А Бен? Уловила ли я хоть намек на знакомую печаль мужчины-ребенка, когда он рассказывал мне, как занята теперь Роуз? Пытался ли он дать мне понять своим окольным безоценочным способом, что его жена не понимает его теперь, когда все ее внимание сосредоточено на дочке?
Если разобраться, мужчины все одинаковы. Даже хорошие.

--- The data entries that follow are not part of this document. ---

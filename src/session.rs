//! Page session: the control surface around the detection core.
//!
//! One session exists per page lifetime. It owns the engine, the actuator,
//! the host driver, and the change monitor, and it speaks two protocols:
//! inbound serde-tagged commands (detect / actuate / configure / status),
//! each answered with a structured reply, and outbound fire-and-forget
//! notifications toward the statistics collaborator. "No banner found" is
//! a normal reply, never an error; the caller always gets a definite
//! answer.

use async_trait::async_trait;
use chrono::{DateTime, Utc};
use schemars::JsonSchema;
use serde::{Deserialize, Serialize};
use tokio::sync::{mpsc, oneshot};
use tokio::time::Instant;

use crate::actuate::{ActuateError, Actuator, FallbackPolicy, PageDriver, Polarity};
use crate::classify::{ClassifierKind, Detection};
use crate::config::{Mode, RuntimeConfig};
use crate::engine::DetectionEngine;
use crate::monitor::{ChangeMonitor, SETTLE_DELAY};
use crate::patterns::PatternDb;

/// Inbound command from the UI/background collaborator.
#[derive(Debug, Clone, Serialize, Deserialize, JsonSchema, PartialEq)]
#[serde(tag = "command", rename_all = "camelCase")]
pub enum Command {
    /// Run a detection cycle now.
    Detect,
    /// Detect (or reuse the fresh verdict) and click the given control.
    Actuate { polarity: Polarity },
    /// Patch the runtime configuration.
    Configure {
        #[serde(default)]
        update: ConfigPatch,
    },
    /// Report current mode and flags.
    Status,
}

/// Partial configuration update; unset fields keep their current value.
#[derive(Debug, Clone, Default, Serialize, Deserialize, JsonSchema, PartialEq)]
#[serde(rename_all = "camelCase", default)]
pub struct ConfigPatch {
    pub mode: Option<Mode>,
    pub debug: Option<bool>,
    pub fallback: Option<FallbackPolicy>,
    pub force_accept: Option<Vec<String>>,
    pub skip: Option<Vec<String>>,
}

impl ConfigPatch {
    pub fn apply_to(&self, config: &mut RuntimeConfig) {
        if let Some(mode) = self.mode {
            config.mode = mode;
        }
        if let Some(debug) = self.debug {
            config.debug = debug;
        }
        if let Some(fallback) = self.fallback {
            config.fallback = fallback;
        }
        if let Some(force_accept) = &self.force_accept {
            config.domains.force_accept = force_accept.clone();
        }
        if let Some(skip) = &self.skip {
            config.domains.skip = skip.clone();
        }
    }
}

/// Structured answer to one command.
#[derive(Debug, Clone, Serialize, Deserialize, JsonSchema, PartialEq)]
#[serde(tag = "reply", rename_all = "camelCase")]
pub enum Reply {
    Detected {
        kind: ClassifierKind,
        confidence: f32,
        #[serde(skip_serializing_if = "Option::is_none")]
        cmp_name: Option<String>,
        #[serde(default, skip_serializing_if = "std::ops::Not::not")]
        in_iframe: bool,
    },
    NoBanner,
    Actuated {
        polarity: Polarity,
        fell_back_to_accept: bool,
    },
    NoControl {
        polarity: Polarity,
    },
    /// The domain is on the skip list; nothing was touched.
    Skipped {
        domain: String,
    },
    /// A cycle is already in flight; this request was dropped, not queued.
    Busy,
    Configured,
    Status {
        mode: Mode,
        debug: bool,
        domain: String,
    },
    Failed {
        message: String,
    },
}

/// "Banner observed" notification payload.
#[derive(Debug, Clone, Serialize, Deserialize, JsonSchema, PartialEq)]
#[serde(rename_all = "camelCase")]
pub struct BannerObserved {
    pub kind: ClassifierKind,
    #[serde(skip_serializing_if = "Option::is_none")]
    pub cmp_name: Option<String>,
    pub confidence: f32,
}

/// "Banner actuated" notification payload.
#[derive(Debug, Clone, Serialize, Deserialize, JsonSchema, PartialEq)]
#[serde(rename_all = "camelCase")]
pub struct BannerActuated {
    pub polarity: Polarity,
    pub fell_back_to_accept: bool,
    pub at: DateTime<Utc>,
}

/// Outbound notification edge. Best effort: the session logs and swallows
/// delivery failures, and never lets them abort a cycle.
#[async_trait]
pub trait Notifier: Send {
    async fn banner_observed(&mut self, event: BannerObserved) -> anyhow::Result<()>;
    async fn banner_actuated(&mut self, event: BannerActuated) -> anyhow::Result<()>;
}

/// Notifier that drops everything; for hosts without a statistics edge.
pub struct NullNotifier;

#[async_trait]
impl Notifier for NullNotifier {
    async fn banner_observed(&mut self, _: BannerObserved) -> anyhow::Result<()> {
        Ok(())
    }

    async fn banner_actuated(&mut self, _: BannerActuated) -> anyhow::Result<()> {
        Ok(())
    }
}

/// Event feeding [`Session::run`].
#[derive(Debug)]
pub enum SessionEvent {
    Command {
        command: Command,
        reply: oneshot::Sender<Reply>,
    },
    /// The host observed a DOM mutation burst.
    Mutation,
}

pub struct Session<D: PageDriver, N: Notifier> {
    engine: DetectionEngine,
    actuator: Actuator,
    driver: D,
    notifier: N,
    config: RuntimeConfig,
    monitor: ChangeMonitor,
    in_flight: bool,
}

impl<D: PageDriver, N: Notifier> Session<D, N> {
    /// Session with the standard cascade and the configured pattern file.
    pub fn new(driver: D, notifier: N, config: RuntimeConfig) -> Self {
        let patterns = PatternDb::load_or_builtin(config.patterns_path.as_deref());
        Self::with_engine(DetectionEngine::standard(patterns), driver, notifier, config)
    }

    pub fn with_engine(
        engine: DetectionEngine,
        driver: D,
        notifier: N,
        config: RuntimeConfig,
    ) -> Self {
        Self {
            engine,
            actuator: Actuator::new(config.fallback),
            driver,
            notifier,
            config,
            monitor: ChangeMonitor::default(),
            in_flight: false,
        }
    }

    pub fn config(&self) -> &RuntimeConfig {
        &self.config
    }

    /// Claim the single in-flight slot. A false return means a cycle is
    /// already running and the new request must be dropped; the trailing
    /// debounce will schedule another pass if the DOM keeps changing.
    pub fn begin_cycle(&mut self) -> bool {
        if self.in_flight {
            return false;
        }
        self.in_flight = true;
        true
    }

    pub fn end_cycle(&mut self) {
        self.in_flight = false;
    }

    pub async fn handle_command(&mut self, command: Command) -> Reply {
        match command {
            Command::Detect => self.guarded_detect().await,
            Command::Actuate { polarity } => self.guarded_actuate(polarity).await,
            Command::Configure { update } => {
                update.apply_to(&mut self.config);
                self.actuator = Actuator::new(self.config.fallback);
                Reply::Configured
            }
            Command::Status => Reply::Status {
                mode: self.config.mode,
                debug: self.config.debug,
                domain: self.driver.domain().to_string(),
            },
        }
    }

    /// Record a mutation burst; the debounced re-scan deadline resets.
    pub fn note_mutation(&mut self) {
        self.monitor.note_mutation(Instant::now());
    }

    /// Drive the session until the event channel closes: initial settle
    /// delay, first detection pass, then commands, mutations, and
    /// debounced re-scans.
    pub async fn run(&mut self, mut events: mpsc::Receiver<SessionEvent>) {
        tokio::time::sleep(SETTLE_DELAY).await;
        self.auto_cycle().await;

        loop {
            match self.monitor.deadline() {
                Some(deadline) => {
                    tokio::select! {
                        event = events.recv() => match event {
                            Some(event) => self.handle_event(event).await,
                            None => break,
                        },
                        _ = tokio::time::sleep_until(deadline) => {
                            if self.monitor.take_due(Instant::now()) {
                                self.auto_cycle().await;
                            }
                        }
                    }
                }
                None => match events.recv().await {
                    Some(event) => self.handle_event(event).await,
                    None => break,
                },
            }
        }
    }

    async fn handle_event(&mut self, event: SessionEvent) {
        match event {
            SessionEvent::Command { command, reply } => {
                let answer = self.handle_command(command).await;
                // A dropped receiver just means nobody cares anymore.
                let _ = reply.send(answer);
            }
            SessionEvent::Mutation => self.note_mutation(),
        }
    }

    /// Scheduled (settle / debounce) cycle: behavior follows the mode.
    async fn auto_cycle(&mut self) {
        let reply = match self.config.mode {
            Mode::Monitor => self.guarded_detect().await,
            Mode::AutoAccept => self.guarded_actuate(Polarity::Accept).await,
            Mode::AutoDeny => self.guarded_actuate(Polarity::Deny).await,
        };
        tracing::debug!(?reply, "scheduled cycle finished");
    }

    async fn guarded_detect(&mut self) -> Reply {
        if !self.begin_cycle() {
            tracing::debug!("detection already in flight, dropping request");
            return Reply::Busy;
        }
        let reply = self.detect_cycle().await;
        self.end_cycle();
        reply
    }

    async fn detect_cycle(&mut self) -> Reply {
        let snapshot = match self.driver.capture().await {
            Ok(snapshot) => snapshot,
            Err(err) => {
                return Reply::Failed {
                    message: err.to_string(),
                };
            }
        };
        match self.engine.detect(&snapshot) {
            Some(detection) => {
                self.notify_observed(&detection).await;
                Reply::Detected {
                    kind: detection.kind,
                    confidence: detection.confidence,
                    cmp_name: detection.cmp_name,
                    in_iframe: detection.in_iframe,
                }
            }
            None => Reply::NoBanner,
        }
    }

    async fn guarded_actuate(&mut self, polarity: Polarity) -> Reply {
        if !self.begin_cycle() {
            tracing::debug!("cycle already in flight, dropping actuation request");
            return Reply::Busy;
        }
        let reply = self.actuate_cycle(polarity).await;
        self.end_cycle();
        reply
    }

    async fn actuate_cycle(&mut self, requested: Polarity) -> Reply {
        let domain = self.driver.domain().to_string();
        if self.config.domains.is_skipped(&domain) {
            return Reply::Skipped { domain };
        }
        let polarity = if self.config.domains.is_force_accept(&domain) {
            Polarity::Accept
        } else {
            requested
        };

        let snapshot = match self.driver.capture().await {
            Ok(snapshot) => snapshot,
            Err(err) => {
                return Reply::Failed {
                    message: err.to_string(),
                };
            }
        };
        let Some(detection) = self.engine.detect(&snapshot) else {
            return Reply::NoBanner;
        };

        let outcome = self
            .actuator
            .actuate(
                &mut self.driver,
                &snapshot,
                self.engine.patterns(),
                &detection,
                polarity,
            )
            .await;
        match outcome {
            Ok(actuation) => {
                // The click mutates the page; the cached verdict is stale.
                self.engine.clear_cache();
                let event = BannerActuated {
                    polarity: actuation.polarity,
                    fell_back_to_accept: actuation.fell_back_to_accept,
                    at: actuation.completed_at,
                };
                if let Err(err) = self.notifier.banner_actuated(event).await {
                    tracing::debug!(%err, "dropping banner_actuated notification");
                }
                Reply::Actuated {
                    polarity: requested,
                    fell_back_to_accept: actuation.fell_back_to_accept,
                }
            }
            Err(ActuateError::NoControl { polarity }) => Reply::NoControl { polarity },
            Err(err) => Reply::Failed {
                message: err.to_string(),
            },
        }
    }

    async fn notify_observed(&mut self, detection: &Detection) {
        let event = BannerObserved {
            kind: detection.kind,
            cmp_name: detection.cmp_name.clone(),
            confidence: detection.confidence,
        };
        if let Err(err) = self.notifier.banner_observed(event).await {
            tracing::debug!(%err, "dropping banner_observed notification");
        }
    }
}

#[cfg(test)]
mod tests {
    use super::*;

    #[test]
    fn commands_round_trip_as_tagged_json() {
        let command: Command =
            serde_json::from_str(r#"{"command": "actuate", "polarity": "deny"}"#).unwrap();
        assert_eq!(
            command,
            Command::Actuate {
                polarity: Polarity::Deny
            }
        );

        let command: Command = serde_json::from_str(
            r#"{"command": "configure", "update": {"mode": "auto_accept", "skip": ["bank.example"]}}"#,
        )
        .unwrap();
        let Command::Configure { update } = command else {
            panic!("wrong variant");
        };
        assert_eq!(update.mode, Some(Mode::AutoAccept));
        assert_eq!(update.skip.as_deref(), Some(["bank.example".to_string()].as_slice()));
    }

    #[test]
    fn replies_serialize_with_tag() {
        let reply = Reply::NoControl {
            polarity: Polarity::Deny,
        };
        let json = serde_json::to_value(&reply).unwrap();
        assert_eq!(json["reply"], "noControl");
        assert_eq!(json["polarity"], "deny");

        let reply = Reply::NoBanner;
        assert_eq!(
            serde_json::to_value(&reply).unwrap()["reply"],
            "noBanner"
        );
    }

    #[test]
    fn config_patch_applies_partially() {
        let mut config = RuntimeConfig::default();
        let patch = ConfigPatch {
            mode: Some(Mode::AutoDeny),
            skip: Some(vec!["bank.example".to_string()]),
            ..ConfigPatch::default()
        };
        patch.apply_to(&mut config);
        assert_eq!(config.mode, Mode::AutoDeny);
        assert!(config.domains.is_skipped("bank.example"));
        // Untouched fields keep their values.
        assert!(!config.debug);
        assert_eq!(config.fallback, FallbackPolicy::AcceptWhenRejectMissing);
    }
}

– Хочешь посмотреть фотографии? – задал он вопрос, на который невозможно ответить отрицательно, по крайней мере если вы хотите считаться человеком. Он стал прокручивать в телефоне библиотеку картинок: бесчисленные снимки лунолицей девочки с обиженно надутыми губами и широко раскрытыми глазами. Роуз, которая чувствует себя неприлично уютно в новых фартуках и настолько довольна собой, что можно подумать, будто завела ребенка без посторонней помощи.
На самом деле я была рада развлечению. Я ворковала над маленькой Чентал, и это почти позволяло забыть, зачем мы сюда приехали. Позволяло делать вид, что все нормально, хотя оба мы знали, что ненормально и нормально уже никогда не будет.
– Думаешь, это я ее подтолкнул? – гораздо позже спросил Бен, когда мы уже вернулись в дом, полупьяные сидели за кухонном столом и между нами стояла бутылка «мерло».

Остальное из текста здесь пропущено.